Taste what's next!- A summer share

Shop, buy and eat local!

Taste what's next!- A summer share

Summer is a perfect time to get a taste of locavore life, whether it is for personal enjoyment or career exploration. Deborah Denome, director of Seeking Common Ground, Inc. in New York, and Flannery Cerbin, fellow with the FoodCorps in Montana, share their thoughts on growing, promoting and providing local, whole foods.

Q: How did your passion turn into a career?
Denome: My four friends and I met for a year to figure out how to transfer our business education and skills to growing and promoting whole food. The end result was our educational nonprofit, SCG.

Cerbin: I thought critically, asked questions and made sure to always eat a hearty breakfast!

Q: As an expert foodie, where do you think people should go to find the tastiest whole foods that summer has to offer?
Denome: Farmers markets are lively, fun places to find delectable, juicy, healthy, whole foods.

Cerbin: The most local place to find fresh, whole foods in summer would be your own backyard or windowsill.
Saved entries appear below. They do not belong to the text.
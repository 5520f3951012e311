//! Status command implementation.
use std::sync::Arc;

use anyhow::Result;

use crate::cli::{GlobalOpts, StatusOpts};
use crate::logging::Logger;
use crate::mode::ExecutionMode;
use crate::state::StateSummary;

/// Print a summary of the recorded state.
///
/// # Errors
///
/// Returns an error if setup fails or the state cannot be read.
#[allow(clippy::print_stdout)]
pub fn run(global: &GlobalOpts, opts: &StatusOpts, log: &Arc<Logger>) -> Result<()> {
    let setup = super::CommandSetup::init(global, log)?;
    let engine = setup.engine(ExecutionMode::Real, log)?;
    let summary = engine.state_summary();

    if opts.json {
        println!("{}", serde_json::to_string_pretty(&summary)?);
    } else {
        print!("{}", render(&summary));
    }
    Ok(())
}

fn render(summary: &StateSummary) -> String {
    let last_updated = summary
        .last_updated
        .map_or_else(|| "never".to_string(), |t| t.to_rfc3339());
    let mut out = format!(
        "state version {}\ncreated:      {}\nlast updated: {last_updated}\n",
        summary.version,
        summary.created_at.to_rfc3339(),
    );
    if summary.packages.is_empty() {
        out.push_str("packages:     none\n");
    }
    for (manager, count) in &summary.packages {
        out.push_str(&format!("packages:     {count} via {manager}\n"));
    }
    out.push_str(&format!("programs:     {}\n", summary.programs));
    out.push_str(&format!("dotfiles:     {}\n", summary.dotfiles));
    out
}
It’s extremely rewarding to taste the fruits of your labor.

Q: What types of internships and volunteer opportunities are available in the summer months for those who want to do more than just EAT local food?
Denome: SCG welcomes internship or volunteer requests and we work to determine projects that are mutually interesting and beneficial. Many farms, CSAs and organizations like NOFA (Northeast Organic Farming Association) also offer opportunities.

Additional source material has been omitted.